Task to complete
Repeat, exactly as written, the lines of the records below from the first through the line with "use crate::output::output;", but none past it.

(Records provided Opens)

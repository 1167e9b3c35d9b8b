//! Terminal facts detected once at startup.

use std::io::IsTerminal;
use std::sync::OnceLock;

use crate::cli::{GlobalFlags, OutputFormat};

#[derive(Clone, Copy, Debug, Default)]
pub struct UiPrefs {
    /// ANSI colors in table cells.
    pub table_color: bool,
    /// stdin is a terminal, so questions can be asked.
    pub interactive: bool,
    /// `COLUMNS`, when set to something usable.
    pub term_width: Option<usize>,
}

impl UiPrefs {
    fn detect(flags: &GlobalFlags) -> Self {
        let colors_allowed = std::env::var_os("NO_COLOR").is_none();
        Self {
            table_color: colors_allowed
                && flags.format == OutputFormat::Table
                && !flags.quiet
                && std::io::stdout().is_terminal(),
            interactive: std::io::stdin().is_terminal(),
            term_width: parse_width(std::env::var("COLUMNS").ok().as_deref()),
        }
    }
}

static PREFS: OnceLock<UiPrefs> = OnceLock::new();

pub fn init(flags: &GlobalFlags) {
    let _ = PREFS.set(UiPrefs::detect(flags));
}

/// Preferences set by [`init`], or plain defaults before that (tests).
#[must_use]
pub fn prefs() -> UiPrefs {
    PREFS.get().copied().unwrap_or_default()
}

fn parse_width(columns: Option<&str>) -> Option<usize> {
    columns
        .and_then(|value| value.trim().parse::<usize>().ok())
        .filter(|width| *width >= 40)
}
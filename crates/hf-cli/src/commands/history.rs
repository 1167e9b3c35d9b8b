use hf_core::catalog;
use hf_core::entities::SavedDiagnosisRecord;
use serde::Serialize;

use crate::cli::GlobalFlags;
use crate::cli::subcommands::HistoryCommands;
use crate::context::AppContext;
use crate::output::output;
use crate::prompt::confirm;

#[derive(Debug, Serialize)]
struct HistoryRow {
    id: String,
    saved_at: String,
    appliance: &'static str,
    problem: String,
    cost_level: String,
    cost_range: String,
    detailed: bool,
}

impl From<&SavedDiagnosisRecord> for HistoryRow {
    fn from(record: &SavedDiagnosisRecord) -> Self {
        Self {
            id: record.id.clone(),
            saved_at: record.timestamp.format("%Y-%m-%d %H:%M").to_string(),
            appliance: catalog::appliance(record.appliance).label,
            problem: record.problem.clone(),
            cost_level: record.diagnosis.cost_level.to_string(),
            cost_range: record.diagnosis.cost_range.clone(),
            detailed: record.diagnosis.is_enriched(),
        }
    }
}

#[derive(Debug, Serialize)]
struct DeleteResponse<'a> {
    deleted: &'a str,
}

#[derive(Debug, Serialize)]
struct ClearResponse {
    cleared: usize,
}

/// Handle `homefix history`.
pub async fn handle(
    action: &HistoryCommands,
    ctx: &AppContext,
    flags: &GlobalFlags,
) -> anyhow::Result<()> {
    match action {
        HistoryCommands::List => {
            let records = ctx.store.list_history().await?;
            let rows = records.iter().map(HistoryRow::from).collect::<Vec<_>>();
            output(&rows, flags.format)
        }
        HistoryCommands::Get { id } => {
            let record = ctx.store.get_history(id).await?;
            output(&record, flags.format)
        }
        HistoryCommands::Delete { id, yes } => {
            // surfaces NotFound before asking
            let record = ctx.store.get_history(id).await?;
            let question = format!("Delete the saved diagnosis '{}'?", record.problem);
            let Some(confirmation) = confirm(&question, *yes)? else {
                flags.note("Nothing deleted.");
                return Ok(());
            };
            ctx.store.delete_history(id, confirmation).await?;
            output(&DeleteResponse { deleted: id }, flags.format)
        }
        HistoryCommands::Clear { yes } => {
            let count = ctx.store.list_history().await?.len();
            let question = format!("Delete all {count} saved diagnoses?");
            let Some(confirmation) = confirm(&question, *yes)? else {
                flags.note("Nothing deleted.");
                return Ok(());
            };
            ctx.store.clear_history(confirmation).await?;
            output(&ClearResponse { cleared: count }, flags.format)
        }
    }
}
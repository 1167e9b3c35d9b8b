//! ID prefixes for persisted records.
//!
//! IDs look like `dgn-a3f8b2c1`: a three-letter prefix and eight hex chars
//! drawn by the store at insert time.

pub const PREFIX_DIAGNOSIS: &str = "dgn";
pub const PREFIX_TECHNICIAN: &str = "tec";

/// Return the prefix portion of an ID, if it has one.
#[must_use]
pub fn prefix_of(id: &str) -> Option<&str> {
    id.split_once('-').map(|(prefix, _)| prefix)
}

#[cfg(test)]
mod tests {
    use super::*;

    #[test]
    fn prefix_of_splits_on_first_dash() {
        assert_eq!(prefix_of("dgn-a3f8b2c1"), Some("dgn"));
        assert_eq!(prefix_of("1717171717"), None);
    }
}
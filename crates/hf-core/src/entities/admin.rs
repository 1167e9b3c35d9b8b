use chrono::{DateTime, Utc};
use schemars::JsonSchema;
use serde::{Deserialize, Serialize};

/// Short-lived capability issued after a successful passphrase check.
///
/// Gated operations take `&AdminSession` explicitly. Sessions are never
/// persisted; the issuing gate keeps the set of live tokens in memory.
#[derive(Debug, Clone, Serialize, Deserialize, JsonSchema, PartialEq, Eq)]
#[serde(rename_all = "camelCase")]
pub struct AdminSession {
    pub token: String,
    pub issued_at: DateTime<Utc>,
    pub expires_at: DateTime<Utc>,
}

impl AdminSession {
    #[must_use]
    pub fn is_expired_at(&self, now: DateTime<Utc>) -> bool {
        now >= self.expires_at
    }
}
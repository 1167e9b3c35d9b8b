use chrono::{DateTime, Utc};
use schemars::JsonSchema;
use serde::{Deserialize, Serialize};

use crate::enums::{ApplianceKind, TechnicianStatus};

/// A registered technician.
///
/// Created pending and unverified; only the admin approval transition changes
/// `status` and `is_verified` afterwards.
#[derive(Debug, Clone, Serialize, Deserialize, JsonSchema, PartialEq, Eq)]
#[serde(rename_all = "camelCase")]
pub struct TechnicianRecord {
    pub id: String,
    pub name: String,
    /// Digits only.
    pub phone: String,
    /// Trimmed and lowercased on write.
    pub city: String,
    pub specialties: Vec<ApplianceKind>,
    pub is_verified: bool,
    pub status: TechnicianStatus,
    #[serde(default, skip_serializing_if = "Option::is_none")]
    pub payment_proof: Option<String>,
    #[serde(with = "chrono::serde::ts_milliseconds")]
    #[schemars(with = "i64")]
    pub created_at: DateTime<Utc>,
}

impl TechnicianRecord {
    #[must_use]
    pub fn has_specialty(&self, appliance: ApplianceKind) -> bool {
        self.specialties.contains(&appliance)
    }
}

/// Registration form contents, already passed through
/// [`crate::validation::validate_registration`].
#[derive(Debug, Clone, PartialEq, Eq)]
pub struct NewTechnician {
    pub name: String,
    pub phone: String,
    pub city: String,
    pub specialties: Vec<ApplianceKind>,
    pub payment_proof: Option<String>,
}
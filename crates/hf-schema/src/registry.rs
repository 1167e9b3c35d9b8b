//! Central schema registry for homefix types.
//!
//! Schemas are built from hf-core types at construction time using
//! [`schemars::schema_for!`]; validation goes through `jsonschema`.

use std::collections::HashMap;

use schemars::schema_for;
use serde_json::Value;

use crate::error::SchemaError;

/// Name of the structured free-text diagnosis payload.
pub const DIAGNOSIS: &str = "diagnosis";
/// Name of the detail enrichment payload.
pub const DETAILED_ENRICHMENT: &str = "detailed_enrichment";

/// Keywords the generative API does not accept in a response schema.
const RESPONSE_SCHEMA_STRIPPED: [&str; 2] = ["$schema", "title"];

/// Store of all JSON Schemas homefix validates against.
pub struct SchemaRegistry {
    schemas: HashMap<&'static str, Value>,
}

macro_rules! register {
    ($map:expr, $name:expr, $ty:ty) => {
        $map.insert($name, schema_for!($ty).to_value());
    };
}

impl SchemaRegistry {
    #[must_use]
    pub fn new() -> Self {
        let mut schemas = HashMap::new();

        // --- AI reply payloads ---
        register!(schemas, DIAGNOSIS, hf_core::entities::Diagnosis);
        register!(
            schemas,
            DETAILED_ENRICHMENT,
            hf_core::entities::DetailedEnrichment
        );

        // --- Persisted records ---
        register!(
            schemas,
            "saved_diagnosis_record",
            hf_core::entities::SavedDiagnosisRecord
        );
        register!(
            schemas,
            "technician_record",
            hf_core::entities::TechnicianRecord
        );
        register!(schemas, "chat_message", hf_core::entities::ChatMessage);
        register!(schemas, "settings", hf_core::entities::Settings);

        Self { schemas }
    }

    /// Get a schema by name. Returns `None` if not found.
    #[must_use]
    pub fn get(&self, name: &str) -> Option<&Value> {
        self.schemas.get(name)
    }

    /// The named schema with top-level metadata keywords removed, suitable
    /// for a generation request's response schema.
    ///
    /// # Errors
    ///
    /// Returns `SchemaError::NotFound` if the schema name is unknown.
    pub fn response_schema(&self, name: &str) -> Result<Value, SchemaError> {
        let mut schema = self
            .get(name)
            .cloned()
            .ok_or_else(|| SchemaError::NotFound(name.to_string()))?;
        if let Value::Object(map) = &mut schema {
            for key in RESPONSE_SCHEMA_STRIPPED {
                map.remove(key);
            }
        }
        Ok(schema)
    }

    /// Validate a JSON value against a named schema.
    ///
    /// # Errors
    ///
    /// Returns `SchemaError::NotFound` if the schema name is unknown, or
    /// `SchemaError::ValidationFailed` if validation produces errors.
    pub fn validate(&self, name: &str, instance: &Value) -> Result<(), SchemaError> {
        let schema = self
            .get(name)
            .ok_or_else(|| SchemaError::NotFound(name.to_string()))?;

        let validator = jsonschema::validator_for(schema)
            .map_err(|e| SchemaError::Compile(format!("{e}")))?;

        let errors: Vec<String> = validator
            .iter_errors(instance)
            .map(|e| format!("{e}"))
            .collect();

        if errors.is_empty() {
            Ok(())
        } else {
            Err(SchemaError::ValidationFailed { errors })
        }
    }

    /// List all registered schema names.
    #[must_use]
    pub fn list(&self) -> Vec<&'static str> {
        let mut names: Vec<&'static str> = self.schemas.keys().copied().collect();
        names.sort_unstable();
        names
    }

    #[must_use]
    pub fn schema_count(&self) -> usize {
        self.schemas.len()
    }
}

impl Default for SchemaRegistry {
    fn default() -> Self {
        Self::new()
    }
}

#[cfg(test)]
mod tests {
    use super::*;
    use pretty_assertions::assert_eq;
    use serde_json::json;

    fn registry() -> SchemaRegistry {
        SchemaRegistry::new()
    }

    #[test]
    fn registry_lists_all_schemas() {
        let reg = registry();
        assert_eq!(reg.schema_count(), 6);
        assert_eq!(
            reg.list(),
            vec![
                "chat_message",
                "detailed_enrichment",
                "diagnosis",
                "saved_diagnosis_record",
                "settings",
                "technician_record",
            ]
        );
    }

    #[test]
    fn unknown_schema_is_not_found() {
        let err = registry().validate("invoice", &json!({})).unwrap_err();
        assert!(matches!(err, SchemaError::NotFound(name) if name == "invoice"));
    }

    #[test]
    fn well_formed_diagnosis_passes() {
        let payload = json!({
            "causes": [
                {"description": "Resistência queimada", "percentage": 70},
                {"description": "Termostato", "percentage": 20}
            ],
            "costLevel": "Médio",
            "costRange": "R$ 150 - R$ 300",
            "tip": "Não abra o aparelho."
        });
        registry().validate(DIAGNOSIS, &payload).unwrap();
    }

    #[test]
    fn diagnosis_missing_tip_fails() {
        let payload = json!({
            "causes": [{"description": "x", "percentage": 10}],
            "costLevel": "Baixo",
            "costRange": "R$ 50"
        });
        let err = registry().validate(DIAGNOSIS, &payload).unwrap_err();
        let SchemaError::ValidationFailed { errors } = err else {
            panic!("expected ValidationFailed, got {err:?}");
        };
        assert!(errors.iter().any(|e| e.contains("tip")));
    }

    #[test]
    fn percentage_over_100_fails() {
        let payload = json!({
            "causes": [{"description": "x", "percentage": 150}],
            "costLevel": "Alto",
            "costRange": "R$ 900",
            "tip": "t"
        });
        assert!(registry().validate(DIAGNOSIS, &payload).is_err());
    }

    #[test]
    fn enrichment_requires_all_fields() {
        let reg = registry();
        reg.validate(
            DETAILED_ENRICHMENT,
            &json!({
                "detailedExplanation": "e",
                "additionalCauses": ["a"],
                "maintenanceTip": "m"
            }),
        )
        .unwrap();
        assert!(
            reg.validate(DETAILED_ENRICHMENT, &json!({"detailedExplanation": "e"}))
                .is_err()
        );
    }

    #[test]
    fn response_schema_drops_metadata() {
        let schema = registry().response_schema(DIAGNOSIS).unwrap();
        assert!(schema.get("$schema").is_none());
        assert!(schema.get("title").is_none());
        assert_eq!(schema["type"], "object");
        let required = schema["required"].as_array().unwrap();
        assert!(required.iter().any(|v| v == "costLevel"));
    }
}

(Records provided Closes)

Worked solution
repository 1167e9b3c35d9b8b
//! Terminal facts detected once at startup.

use std::io::IsTerminal;
use std::sync::OnceLock;

use crate::cli::{GlobalFlags, OutputFormat};

#[derive(Clone, Copy, Debug, Default)]
pub struct UiPrefs {
    /// ANSI colors in table cells.
    pub table_color: bool,
    /// stdin is a terminal, so questions can be asked.
    pub interactive: bool,
    /// `COLUMNS`, when set to something usable.
    pub term_width: Option<usize>,
}

impl UiPrefs {
    fn detect(flags: &GlobalFlags) -> Self {
        let colors_allowed = std::env::var_os("NO_COLOR").is_none();
        Self {
            table_color: colors_allowed
                && flags.format == OutputFormat::Table
                && !flags.quiet
                && std::io::stdout().is_terminal(),
            interactive: std::io::stdin().is_terminal(),
            term_width: parse_width(std::env::var("COLUMNS").ok().as_deref()),
        }
    }
}

static PREFS: OnceLock<UiPrefs> = OnceLock::new();

pub fn init(flags: &GlobalFlags) {
    let _ = PREFS.set(UiPrefs::detect(flags));
}

/// Preferences set by [`init`], or plain defaults before that (tests).
#[must_use]
pub fn prefs() -> UiPrefs {
    PREFS.get().copied().unwrap_or_default()
}

fn parse_width(columns: Option<&str>) -> Option<usize> {
    columns
        .and_then(|value| value.trim().parse::<usize>().ok())
        .filter(|width| *width >= 40)
}
filename crates/hf-cli/src/commands/history.rs
repository 1167e9b3c35d9b8b
use hf_core::catalog;
use hf_core::entities::SavedDiagnosisRecord;
use serde::Serialize;

use crate::cli::GlobalFlags;
use crate::cli::subcommands::HistoryCommands;
use crate::context::AppContext;
use crate::output::output;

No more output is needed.